When Things Aren’t So Black and White: Reacting to Race and Racism in the Netherlands

In less than a month of living in the Netherlands, I’ve learned that nothing here is a matter of black and white. As a new temporary transplant to Amsterdam from New York, I’m in the midst of a very eclectic group of people, whose identities, nationalities, and even individual family trees range from the darkest complexional hues to the whitest. On top of that, I’ve seen more interracial couples (of all backgrounds) than I’ve witnessed ever before in my life. So, for the first time ever, I’ve been situated smack dab in the middle of “multiculturalism.” Literally.

It may be hard to conceive for some, particularly for people outside of the U.S. but until now, I have lived most of my life, and definitely my adult life, in an all-Black environment.

Everyone that I socialize with, have gone to school with, lived around, dated or worked with, have been Black.
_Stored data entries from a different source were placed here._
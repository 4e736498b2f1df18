//! Boot path: request ingestion, page-table construction, CR3 switch,
//! and the jump into [`kernel_init`](muon_kernel::kernel_init).
//!
//! The bootloader's own page tables live in reclaimable memory, so the
//! stub builds kernel-owned tables before anything else can allocate.

use crate::requests::REQUESTS;

use muon_kernel::addr::{PhysAddr, VirtAddr};
use muon_kernel::boot::{
    BootInfoData, BootModule, FramebufferInfo, KernelImageInfo, MAX_MEMORY_REGIONS, MAX_MODULES,
    MemoryRegion, MemoryRegionKind,
};
use muon_kernel::drivers::uart16550::{COM1, Uart16550};
use muon_kernel::mm::mapper::PageTableMapper;
use muon_kernel::mm::paging::PageTableFlags;
use muon_kernel::{kdebug, kinfo};

unsafe extern "C" {
    static __text_start: u8;
    static __text_end: u8;
    static __rodata_start: u8;
    static __rodata_end: u8;
    static __data_start: u8;
    static __data_end: u8;
}

/// Bump allocator over the largest usable region, used only while the
/// stub builds page tables. The consumed tail is subtracted from the
/// region before the memory map is handed to the kernel.
struct BumpFrameAllocator {
    next: u64,
    limit: u64,
    hhdm_offset: u64,
    count: u64,
}

impl BumpFrameAllocator {
    fn new(region_start: u64, region_end: u64, hhdm_offset: u64) -> Self {
        Self {
            next: region_end,
            limit: region_start,
            hhdm_offset,
            count: 0,
        }
    }

    /// Hands out a zeroed 4 KiB frame from the top of the region.
    fn alloc_frame(&mut self) -> Option<PhysAddr> {
        if self.next < self.limit + 0x1000 {
            return None;
        }
        self.next -= 0x1000;
        self.count += 1;
        // SAFETY: The frame is usable RAM inside the bootloader's HHDM.
        unsafe {
            core::ptr::write_bytes((self.hhdm_offset + self.next) as *mut u8, 0, 0x1000);
        }
        Some(PhysAddr::new(self.next))
    }
}

/// Limine entry point.
#[unsafe(no_mangle)]
extern "C" fn _start() -> ! {
    let uart = Uart16550::new(COM1);
    // SAFETY: COM1 is the standard PC UART; this is the first access.
    unsafe { uart.init() };
    muon_kernel::logger::init_early_serial();

    assert!(
        REQUESTS.base_revision.is_supported(),
        "bootloader does not support the requested Limine revision"
    );

    if let Some(info) = REQUESTS.bootloader_info.response() {
        kinfo!("Muon booting via {} {}", info.name(), info.version());
    }

    let hhdm_offset = REQUESTS
        .hhdm
        .response()
        .expect("no HHDM response")
        .offset;
    let memmap = REQUESTS.memmap.response().expect("no memory map response");
    let exec_addr = REQUESTS
        .executable_address
        .response()
        .expect("no executable address response");

    let kernel_phys_base = PhysAddr::new(exec_addr.phys_base);
    let kernel_virt_base = VirtAddr::new(exec_addr.virt_base);

    // Seed the bump allocator from the largest usable region.
    let mut largest_start = 0u64;
    let mut largest_size = 0u64;
    for entry in memmap.entries() {
        if entry.kind == limine::memmap::EntryKind::Usable && entry.length > largest_size {
            largest_start = entry.base;
            largest_size = entry.length;
        }
    }
    assert!(largest_size >= 0x10_0000, "no usable region for page tables");
    let mut alloc =
        BumpFrameAllocator::new(largest_start, largest_start + largest_size, hhdm_offset);

    let framebuffer = convert_framebuffer();

    // Kernel-owned page tables, then the switch.
    let pml4_phys = build_page_tables(
        hhdm_offset,
        memmap,
        kernel_phys_base,
        kernel_virt_base,
        &mut alloc,
    );
    kdebug!(
        "page tables built: PML4 at {pml4_phys}, {} frames used",
        alloc.count
    );

    // SAFETY: NXE/PGE/WP are prerequisites for the mappings just built.
    unsafe { set_cpu_control_bits() };
    // SAFETY: The new tables map the kernel image, the HHDM, and the
    // framebuffer; execution continues seamlessly after the switch.
    unsafe {
        core::arch::asm!("mov cr3, {}", in(reg) pml4_phys.as_u64(), options(nostack, preserves_flags));
    }
    kdebug!("CR3 switched to kernel-owned page tables");

    let boot_info = build_boot_info(
        hhdm_offset,
        kernel_phys_base,
        kernel_virt_base,
        framebuffer,
        largest_start,
        largest_size,
        alloc.count,
    );

    muon_kernel::kernel_init(&boot_info)
}

/// Builds the kernel's page tables: the HHDM as 2 MiB pages, the kernel
/// image sections with precise W^X, and an identity mapping of the
/// first 2 MiB to survive the CR3 switch.
fn build_page_tables(
    hhdm_offset: u64,
    memmap: &limine::MemMapResponse,
    kernel_phys_base: PhysAddr,
    kernel_virt_base: VirtAddr,
    alloc: &mut BumpFrameAllocator,
) -> PhysAddr {
    let mapper = PageTableMapper::new(hhdm_offset);
    let pml4_phys = alloc.alloc_frame().expect("PML4 frame");

    // The HHDM covers every mapped region, framebuffer included.
    let mut max_phys = 0u64;
    for entry in memmap.entries() {
        max_phys = max_phys.max(entry.base + entry.length);
    }
    let max_phys = (max_phys + 0x1F_FFFF) & !0x1F_FFFF;
    kdebug!(
        "mapping HHDM: {} MiB of physical address space",
        max_phys / (1024 * 1024)
    );

    let hhdm_flags = PageTableFlags::PRESENT
        | PageTableFlags::WRITABLE
        | PageTableFlags::GLOBAL
        | PageTableFlags::NO_EXECUTE;
    let mut phys = 0u64;
    while phys < max_phys {
        let virt = VirtAddr::new_truncate(hhdm_offset + phys);
        // SAFETY: Fresh tables; 2 MiB-aligned physical addresses.
        unsafe {
            mapper
                .map_2mib(pml4_phys, virt, PhysAddr::new(phys), hhdm_flags, &mut || {
                    alloc.alloc_frame()
                })
                .expect("out of page-table frames");
        }
        phys += 0x20_0000;
    }

    // Kernel image sections, 4 KiB pages for exact permissions.
    let text_flags = PageTableFlags::PRESENT | PageTableFlags::GLOBAL;
    let rodata_flags =
        PageTableFlags::PRESENT | PageTableFlags::GLOBAL | PageTableFlags::NO_EXECUTE;
    let data_flags = PageTableFlags::PRESENT
        | PageTableFlags::WRITABLE
        | PageTableFlags::GLOBAL
        | PageTableFlags::NO_EXECUTE;

    let section = |start: &u8, end: &u8| {
        (
            VirtAddr::new(core::ptr::from_ref(start) as u64),
            VirtAddr::new(core::ptr::from_ref(end) as u64),
        )
    };
    // SAFETY: The linker-script symbols delimit the image sections.
    let (text_start, text_end) = unsafe { section(&__text_start, &__text_end) };
    let (rodata_start, rodata_end) = unsafe { section(&__rodata_start, &__rodata_end) };
    let (data_start, data_end) = unsafe { section(&__data_start, &__data_end) };

    map_kernel_range(&mapper, pml4_phys, text_start, text_end, kernel_phys_base, kernel_virt_base, text_flags, alloc);
    map_kernel_range(&mapper, pml4_phys, rodata_start, rodata_end, kernel_phys_base, kernel_virt_base, rodata_flags, alloc);
    map_kernel_range(&mapper, pml4_phys, data_start, data_end, kernel_phys_base, kernel_virt_base, data_flags, alloc);

    // Identity-map the first 2 MiB for the instant of the CR3 switch.
    // SAFETY: Fresh tables; the low 2 MiB are never handed to user code.
    unsafe {
        mapper
            .map_2mib(
                pml4_phys,
                VirtAddr::zero(),
                PhysAddr::zero(),
                PageTableFlags::PRESENT | PageTableFlags::WRITABLE,
                &mut || alloc.alloc_frame(),
            )
            .expect("out of page-table frames");
    }

    pml4_phys
}

/// Maps one kernel image section with 4 KiB pages.
#[expect(clippy::too_many_arguments, reason = "boot-time plumbing")]
fn map_kernel_range(
    mapper: &PageTableMapper,
    pml4_phys: PhysAddr,
    virt_start: VirtAddr,
    virt_end: VirtAddr,
    kernel_phys_base: PhysAddr,
    kernel_virt_base: VirtAddr,
    flags: PageTableFlags,
    alloc: &mut BumpFrameAllocator,
) {
    let mut virt = virt_start.align_down(0x1000).as_u64();
    let end = virt_end.align_up(0x1000).as_u64();
    while virt < end {
        let phys =
            PhysAddr::new(virt - kernel_virt_base.as_u64() + kernel_phys_base.as_u64());
        // SAFETY: Fresh tables; the mapping mirrors the bootloader's.
        unsafe {
            mapper
                .map_4k(pml4_phys, VirtAddr::new(virt), phys, flags, &mut || {
                    alloc.alloc_frame()
                })
                .expect("out of page-table frames");
        }
        virt += 0x1000;
    }
}

/// Sets EFER.NXE, CR4.PGE, and CR0.WP.
unsafe fn set_cpu_control_bits() {
    // SAFETY: Standard control-bit programming, before the CR3 switch.
    unsafe {
        core::arch::asm!(
            "mov ecx, 0xC0000080",
            "rdmsr",
            "or eax, (1 << 11)", // NXE
            "wrmsr",
            out("ecx") _, out("eax") _, out("edx") _,
            options(nomem, nostack),
        );
        core::arch::asm!(
            "mov {tmp}, cr4",
            "or {tmp}, (1 << 7)", // PGE
            "mov cr4, {tmp}",
            tmp = out(reg) _,
            options(nomem, nostack),
        );
        core::arch::asm!(
            "mov {tmp}, cr0",
            "or {tmp}, (1 << 16)", // WP
            "mov cr0, {tmp}",
            tmp = out(reg) _,
            options(nomem, nostack),
        );
    }
}

/// Converts the first Limine framebuffer, if any.
fn convert_framebuffer() -> Option<FramebufferInfo> {
    let response = REQUESTS.framebuffer.response()?;
    let fb = response.framebuffers().next()?;
    Some(FramebufferInfo {
        address: VirtAddr::new(fb.address.as_ptr() as u64),
        width: fb.width as u32,
        height: fb.height as u32,
        pitch: fb.pitch as u32,
        bpp: fb.bpp as u8,
    })
}

/// Assembles [`BootInfoData`] from the Limine responses.
fn build_boot_info(
    hhdm_offset: u64,
    kernel_phys_base: PhysAddr,
    kernel_virt_base: VirtAddr,
    framebuffer: Option<FramebufferInfo>,
    alloc_region_start: u64,
    alloc_region_size: u64,
    frames_used: u64,
) -> BootInfoData {
    let memmap = REQUESTS.memmap.response().expect("no memory map response");

    let mut memory_map = [MemoryRegion {
        start: PhysAddr::zero(),
        size: 0,
        kind: MemoryRegionKind::Reserved,
    }; MAX_MEMORY_REGIONS];
    let mut count = 0;

    for entry in memmap.entries() {
        if count >= MAX_MEMORY_REGIONS {
            break;
        }
        let mut size = entry.length;
        // The frames the stub consumed for page tables came off the top
        // of this region; the kernel must never treat them as free.
        if entry.kind == limine::memmap::EntryKind::Usable
            && entry.base == alloc_region_start
            && entry.length == alloc_region_size
        {
            size -= frames_used * 0x1000;
        }
        memory_map[count] = MemoryRegion {
            start: PhysAddr::new(entry.base),
            size,
            kind: convert_memory_kind(entry.kind),
        };
        count += 1;
    }

    // Kernel image size: text start through data end.
    // SAFETY: Linker-script symbols.
    let image_size = unsafe {
        core::ptr::from_ref(&__data_end) as u64 - core::ptr::from_ref(&__text_start) as u64
    };

    let mut modules = [const { None }; MAX_MODULES];
    let mut module_count = 0;
    if let Some(response) = REQUESTS.modules.response() {
        for file in response.modules() {
            if module_count >= MAX_MODULES {
                break;
            }
            kinfo!("boot module: {} ({} bytes)", file.path(), file.size);
            modules[module_count] = Some(BootModule {
                path: file.path(),
                data: file.data(),
            });
            module_count += 1;
        }
    }

    BootInfoData {
        memory_map,
        memory_region_count: count,
        hhdm_offset,
        kernel_image: KernelImageInfo {
            phys_base: kernel_phys_base,
            virt_base: kernel_virt_base,
            size: image_size,
        },
        framebuffer,
        modules,
        module_count,
    }
}

fn convert_memory_kind(kind: limine::memmap::EntryKind) -> MemoryRegionKind {
    use limine::memmap::EntryKind;
    match kind {
        EntryKind::Usable => MemoryRegionKind::Usable,
        EntryKind::Reserved => MemoryRegionKind::Reserved,
        EntryKind::AcpiReclaimable | EntryKind::AcpiNvs => MemoryRegionKind::Acpi,
        EntryKind::BadMemory => MemoryRegionKind::BadMemory,
        EntryKind::BootloaderReclaimable => MemoryRegionKind::BootloaderReclaimable,
        EntryKind::ExecutableAndModules => MemoryRegionKind::KernelAndModules,
        EntryKind::Framebuffer => MemoryRegionKind::Framebuffer,
    }
}

#[panic_handler]
fn panic(info: &core::panic::PanicInfo) -> ! {
    muon_kernel::logger::panic_serial(info);
    loop {
        core::hint::spin_loop();
    }
}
Not necessarily African American – some of my closest friends are Ghanaian, Puerto Rican, Dominican, Nigerian – but they’re all Black. Their parents are Black. They partners are Black. Their kids are Black. Everybody’s Black. Black, Black, Black, Black.

Since it may be hard to conceive, try to visualize this: I went to an all-Black high school for girls, followed by four years at Howard University (they don’t call it the Mecca for nothing). Upon graduating, I taught at a public school in middle of the hood in Northeast Washington, D.C. bka the Chocolate City (Although, with the current state of gentrification, it’s looking much more like the Vanilla City these days). Then I left D.C., moved to Germantown, Philadelphia (more Blackness), studied Africana Studies at Temple University (which is situated in the center of North Philly – the hood of all hoods).  While in graduate school, I worked at the city’s African American Museum. In 2007, I moved back to New Orleans Post-Katrina to revitalize a museum of African American art, owned by a Black surgeon. Then in 2009, I relocated to Bed-Stuy, Brooklyn (the same hood that gave birth to Biggie) and started working at an institution that focuses on what? Global Blackness.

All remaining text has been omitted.